TASK OBJECTIVE
Using the records that appear below, write out exactly the lines from the one with "and constraint evaluation." through the one with "let mut alternatives = Vec::new();", keeping both end lines.

(Collected data)
::::::::::

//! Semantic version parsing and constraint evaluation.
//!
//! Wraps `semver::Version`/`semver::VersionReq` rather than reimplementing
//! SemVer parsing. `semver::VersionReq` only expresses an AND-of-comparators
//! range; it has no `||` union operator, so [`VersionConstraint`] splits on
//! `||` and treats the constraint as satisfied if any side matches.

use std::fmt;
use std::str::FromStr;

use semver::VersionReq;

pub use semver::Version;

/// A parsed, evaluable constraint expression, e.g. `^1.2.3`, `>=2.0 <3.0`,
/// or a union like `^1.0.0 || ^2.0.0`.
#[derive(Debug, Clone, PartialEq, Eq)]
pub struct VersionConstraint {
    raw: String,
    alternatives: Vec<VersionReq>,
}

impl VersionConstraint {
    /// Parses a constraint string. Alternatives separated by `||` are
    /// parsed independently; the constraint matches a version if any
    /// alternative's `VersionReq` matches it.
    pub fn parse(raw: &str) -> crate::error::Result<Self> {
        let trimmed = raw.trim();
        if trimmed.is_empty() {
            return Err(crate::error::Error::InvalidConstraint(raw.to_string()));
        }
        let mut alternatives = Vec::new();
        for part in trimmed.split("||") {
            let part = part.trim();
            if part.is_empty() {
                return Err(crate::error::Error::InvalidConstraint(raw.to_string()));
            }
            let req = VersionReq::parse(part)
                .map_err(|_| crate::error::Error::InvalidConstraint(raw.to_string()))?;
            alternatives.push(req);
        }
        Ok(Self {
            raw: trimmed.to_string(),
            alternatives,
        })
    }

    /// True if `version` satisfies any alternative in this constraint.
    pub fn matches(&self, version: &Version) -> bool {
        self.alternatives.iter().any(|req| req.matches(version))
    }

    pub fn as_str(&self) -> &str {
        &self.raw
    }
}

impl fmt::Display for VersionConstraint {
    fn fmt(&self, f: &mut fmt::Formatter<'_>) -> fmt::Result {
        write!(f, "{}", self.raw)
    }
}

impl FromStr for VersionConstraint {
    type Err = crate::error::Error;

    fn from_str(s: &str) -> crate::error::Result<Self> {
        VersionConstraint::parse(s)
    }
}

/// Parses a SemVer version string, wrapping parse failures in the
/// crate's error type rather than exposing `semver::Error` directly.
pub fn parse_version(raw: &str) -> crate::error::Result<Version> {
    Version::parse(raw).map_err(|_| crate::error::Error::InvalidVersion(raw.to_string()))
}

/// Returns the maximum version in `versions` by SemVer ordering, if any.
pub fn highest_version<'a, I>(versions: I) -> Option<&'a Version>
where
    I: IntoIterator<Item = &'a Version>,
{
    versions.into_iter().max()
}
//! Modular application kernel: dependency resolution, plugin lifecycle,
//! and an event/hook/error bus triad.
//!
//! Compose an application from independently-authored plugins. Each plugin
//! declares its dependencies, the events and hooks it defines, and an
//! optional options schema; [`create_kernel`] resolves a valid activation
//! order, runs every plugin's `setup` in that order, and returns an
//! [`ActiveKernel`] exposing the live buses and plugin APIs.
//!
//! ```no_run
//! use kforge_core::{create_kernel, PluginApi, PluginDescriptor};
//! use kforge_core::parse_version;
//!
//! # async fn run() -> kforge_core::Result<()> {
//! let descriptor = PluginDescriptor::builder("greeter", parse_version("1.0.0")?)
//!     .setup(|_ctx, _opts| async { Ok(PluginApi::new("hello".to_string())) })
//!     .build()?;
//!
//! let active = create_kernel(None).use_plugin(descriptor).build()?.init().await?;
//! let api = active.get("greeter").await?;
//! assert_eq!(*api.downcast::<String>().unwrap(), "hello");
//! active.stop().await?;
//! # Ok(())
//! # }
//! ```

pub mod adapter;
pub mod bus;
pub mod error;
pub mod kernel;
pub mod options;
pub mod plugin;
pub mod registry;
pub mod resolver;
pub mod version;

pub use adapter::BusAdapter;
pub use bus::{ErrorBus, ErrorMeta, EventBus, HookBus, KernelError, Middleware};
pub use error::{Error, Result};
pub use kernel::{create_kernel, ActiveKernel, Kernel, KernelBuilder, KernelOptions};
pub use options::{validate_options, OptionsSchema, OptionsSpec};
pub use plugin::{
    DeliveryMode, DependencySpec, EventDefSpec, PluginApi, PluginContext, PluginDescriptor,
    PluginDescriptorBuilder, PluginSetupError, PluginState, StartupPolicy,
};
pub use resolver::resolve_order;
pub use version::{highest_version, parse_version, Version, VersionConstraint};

::::::::::

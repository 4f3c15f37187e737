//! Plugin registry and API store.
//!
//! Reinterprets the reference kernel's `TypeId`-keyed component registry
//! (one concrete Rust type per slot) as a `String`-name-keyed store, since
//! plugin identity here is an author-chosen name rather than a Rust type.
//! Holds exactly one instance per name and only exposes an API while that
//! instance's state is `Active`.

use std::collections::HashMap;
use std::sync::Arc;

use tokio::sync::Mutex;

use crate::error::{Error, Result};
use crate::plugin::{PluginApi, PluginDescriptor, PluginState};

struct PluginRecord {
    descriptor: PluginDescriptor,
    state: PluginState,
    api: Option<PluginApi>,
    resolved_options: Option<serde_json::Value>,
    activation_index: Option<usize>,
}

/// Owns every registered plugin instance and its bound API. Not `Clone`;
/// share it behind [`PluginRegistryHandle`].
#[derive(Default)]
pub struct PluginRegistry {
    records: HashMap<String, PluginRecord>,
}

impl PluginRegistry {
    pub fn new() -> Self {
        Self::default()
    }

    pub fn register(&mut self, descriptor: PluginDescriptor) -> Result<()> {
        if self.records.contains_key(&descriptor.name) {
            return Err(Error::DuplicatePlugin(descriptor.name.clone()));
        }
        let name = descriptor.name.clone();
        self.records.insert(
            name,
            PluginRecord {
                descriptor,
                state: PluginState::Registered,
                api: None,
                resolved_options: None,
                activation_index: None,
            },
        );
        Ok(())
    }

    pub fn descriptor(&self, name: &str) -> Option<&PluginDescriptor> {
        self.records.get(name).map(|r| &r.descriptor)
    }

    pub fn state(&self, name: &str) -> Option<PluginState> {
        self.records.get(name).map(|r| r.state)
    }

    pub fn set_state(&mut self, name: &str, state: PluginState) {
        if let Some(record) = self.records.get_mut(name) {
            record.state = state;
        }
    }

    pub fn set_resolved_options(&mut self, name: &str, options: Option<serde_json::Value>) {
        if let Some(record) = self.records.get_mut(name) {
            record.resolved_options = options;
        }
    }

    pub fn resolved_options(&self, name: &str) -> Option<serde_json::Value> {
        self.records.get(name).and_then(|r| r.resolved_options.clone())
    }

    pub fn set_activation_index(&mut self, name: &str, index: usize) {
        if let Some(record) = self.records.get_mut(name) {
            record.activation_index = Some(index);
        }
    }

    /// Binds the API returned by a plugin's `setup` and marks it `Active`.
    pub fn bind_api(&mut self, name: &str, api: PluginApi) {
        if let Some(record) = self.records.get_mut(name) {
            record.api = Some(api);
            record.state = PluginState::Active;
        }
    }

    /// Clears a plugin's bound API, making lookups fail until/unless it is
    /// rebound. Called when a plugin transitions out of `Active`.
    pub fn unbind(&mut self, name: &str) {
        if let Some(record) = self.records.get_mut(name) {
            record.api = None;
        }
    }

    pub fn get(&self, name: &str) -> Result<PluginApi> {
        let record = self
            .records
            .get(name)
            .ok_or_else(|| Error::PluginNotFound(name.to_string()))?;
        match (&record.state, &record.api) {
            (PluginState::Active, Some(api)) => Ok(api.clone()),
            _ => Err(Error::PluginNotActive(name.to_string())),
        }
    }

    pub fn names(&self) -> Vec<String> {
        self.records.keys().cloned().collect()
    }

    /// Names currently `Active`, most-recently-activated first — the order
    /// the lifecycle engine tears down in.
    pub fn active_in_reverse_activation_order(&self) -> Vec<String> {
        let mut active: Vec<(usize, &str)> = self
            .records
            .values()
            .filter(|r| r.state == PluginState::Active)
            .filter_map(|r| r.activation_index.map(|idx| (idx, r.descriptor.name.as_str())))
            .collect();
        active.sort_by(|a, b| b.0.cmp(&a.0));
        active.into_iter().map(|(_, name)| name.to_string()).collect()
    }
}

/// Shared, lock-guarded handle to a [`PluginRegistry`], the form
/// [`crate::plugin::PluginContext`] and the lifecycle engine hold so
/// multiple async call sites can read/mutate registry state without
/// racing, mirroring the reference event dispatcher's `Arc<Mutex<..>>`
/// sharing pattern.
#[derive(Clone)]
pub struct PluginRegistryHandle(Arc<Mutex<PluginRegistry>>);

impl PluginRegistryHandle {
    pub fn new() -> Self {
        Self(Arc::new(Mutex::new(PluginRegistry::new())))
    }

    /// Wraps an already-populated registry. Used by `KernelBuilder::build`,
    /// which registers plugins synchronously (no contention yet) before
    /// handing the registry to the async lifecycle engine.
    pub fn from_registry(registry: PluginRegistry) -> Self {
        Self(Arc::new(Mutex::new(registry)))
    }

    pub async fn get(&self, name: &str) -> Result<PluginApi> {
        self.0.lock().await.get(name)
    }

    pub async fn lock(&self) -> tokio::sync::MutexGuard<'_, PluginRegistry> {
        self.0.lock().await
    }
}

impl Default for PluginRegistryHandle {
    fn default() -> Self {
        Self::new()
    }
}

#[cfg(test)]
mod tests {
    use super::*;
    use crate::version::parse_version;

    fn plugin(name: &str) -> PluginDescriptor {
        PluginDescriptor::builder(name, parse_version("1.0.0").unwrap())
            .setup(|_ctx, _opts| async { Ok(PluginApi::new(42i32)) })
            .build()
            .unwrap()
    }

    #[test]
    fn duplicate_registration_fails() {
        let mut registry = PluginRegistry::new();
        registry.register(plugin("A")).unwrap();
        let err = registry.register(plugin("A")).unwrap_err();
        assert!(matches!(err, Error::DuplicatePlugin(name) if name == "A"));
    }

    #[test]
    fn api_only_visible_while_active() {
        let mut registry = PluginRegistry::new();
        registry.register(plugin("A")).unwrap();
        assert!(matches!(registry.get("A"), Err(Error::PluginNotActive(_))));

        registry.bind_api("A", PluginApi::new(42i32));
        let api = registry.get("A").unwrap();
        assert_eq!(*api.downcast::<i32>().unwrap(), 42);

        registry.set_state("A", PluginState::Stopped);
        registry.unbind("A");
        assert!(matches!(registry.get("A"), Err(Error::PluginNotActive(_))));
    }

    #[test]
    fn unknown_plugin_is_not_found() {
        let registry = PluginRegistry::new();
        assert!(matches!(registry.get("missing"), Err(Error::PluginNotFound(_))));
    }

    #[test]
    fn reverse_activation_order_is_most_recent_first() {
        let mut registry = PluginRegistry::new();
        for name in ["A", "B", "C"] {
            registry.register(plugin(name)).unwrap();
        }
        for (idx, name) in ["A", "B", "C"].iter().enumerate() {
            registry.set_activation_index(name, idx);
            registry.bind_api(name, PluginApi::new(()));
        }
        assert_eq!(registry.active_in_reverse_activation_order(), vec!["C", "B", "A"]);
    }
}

::::::::::

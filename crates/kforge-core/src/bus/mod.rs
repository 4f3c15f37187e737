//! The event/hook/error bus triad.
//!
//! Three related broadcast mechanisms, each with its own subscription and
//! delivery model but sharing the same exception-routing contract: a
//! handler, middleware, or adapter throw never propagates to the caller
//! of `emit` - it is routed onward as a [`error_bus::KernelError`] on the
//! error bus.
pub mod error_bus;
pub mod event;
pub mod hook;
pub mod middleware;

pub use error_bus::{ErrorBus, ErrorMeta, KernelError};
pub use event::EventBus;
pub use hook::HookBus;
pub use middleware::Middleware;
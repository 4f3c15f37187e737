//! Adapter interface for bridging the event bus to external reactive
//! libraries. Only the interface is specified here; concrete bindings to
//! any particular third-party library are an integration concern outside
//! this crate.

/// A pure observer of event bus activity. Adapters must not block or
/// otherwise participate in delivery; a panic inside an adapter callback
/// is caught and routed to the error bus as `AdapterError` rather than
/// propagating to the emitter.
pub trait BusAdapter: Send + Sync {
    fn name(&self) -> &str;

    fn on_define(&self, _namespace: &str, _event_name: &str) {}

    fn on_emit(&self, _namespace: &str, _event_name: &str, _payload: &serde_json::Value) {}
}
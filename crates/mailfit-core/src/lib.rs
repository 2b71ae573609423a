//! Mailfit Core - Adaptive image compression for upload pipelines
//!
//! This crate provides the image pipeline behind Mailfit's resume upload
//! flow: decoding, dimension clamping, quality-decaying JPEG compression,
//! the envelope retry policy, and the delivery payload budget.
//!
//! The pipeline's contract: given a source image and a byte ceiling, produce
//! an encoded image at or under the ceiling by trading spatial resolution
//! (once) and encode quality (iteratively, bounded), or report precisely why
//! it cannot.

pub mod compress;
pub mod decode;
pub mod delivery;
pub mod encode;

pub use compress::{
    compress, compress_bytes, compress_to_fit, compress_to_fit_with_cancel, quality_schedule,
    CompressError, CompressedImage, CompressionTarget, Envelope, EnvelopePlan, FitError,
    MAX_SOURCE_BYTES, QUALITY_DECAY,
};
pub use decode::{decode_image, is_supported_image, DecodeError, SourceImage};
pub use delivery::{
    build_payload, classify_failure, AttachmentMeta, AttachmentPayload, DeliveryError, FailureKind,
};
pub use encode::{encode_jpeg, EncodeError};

::::::::::

RESPONSE BELOW
//! Semantic version parsing and constraint evaluation.
//!
//! Wraps `semver::Version`/`semver::VersionReq` rather than reimplementing
//! SemVer parsing. `semver::VersionReq` only expresses an AND-of-comparators
//! range; it has no `||` union operator, so [`VersionConstraint`] splits on
//! `||` and treats the constraint as satisfied if any side matches.

use std::fmt;
use std::str::FromStr;

use semver::VersionReq;

pub use semver::Version;

/// A parsed, evaluable constraint expression, e.g. `^1.2.3`, `>=2.0 <3.0`,
/// or a union like `^1.0.0 || ^2.0.0`.
#[derive(Debug, Clone, PartialEq, Eq)]
pub struct VersionConstraint {
    raw: String,
    alternatives: Vec<VersionReq>,
}

impl VersionConstraint {
    /// Parses a constraint string. Alternatives separated by `||` are
    /// parsed independently; the constraint matches a version if any
    /// alternative's `VersionReq` matches it.
    pub fn parse(raw: &str) -> crate::error::Result<Self> {
        let trimmed = raw.trim();
        if trimmed.is_empty() {
            return Err(crate::error::Error::InvalidConstraint(raw.to_string()));
        }
        let mut alternatives = Vec::new();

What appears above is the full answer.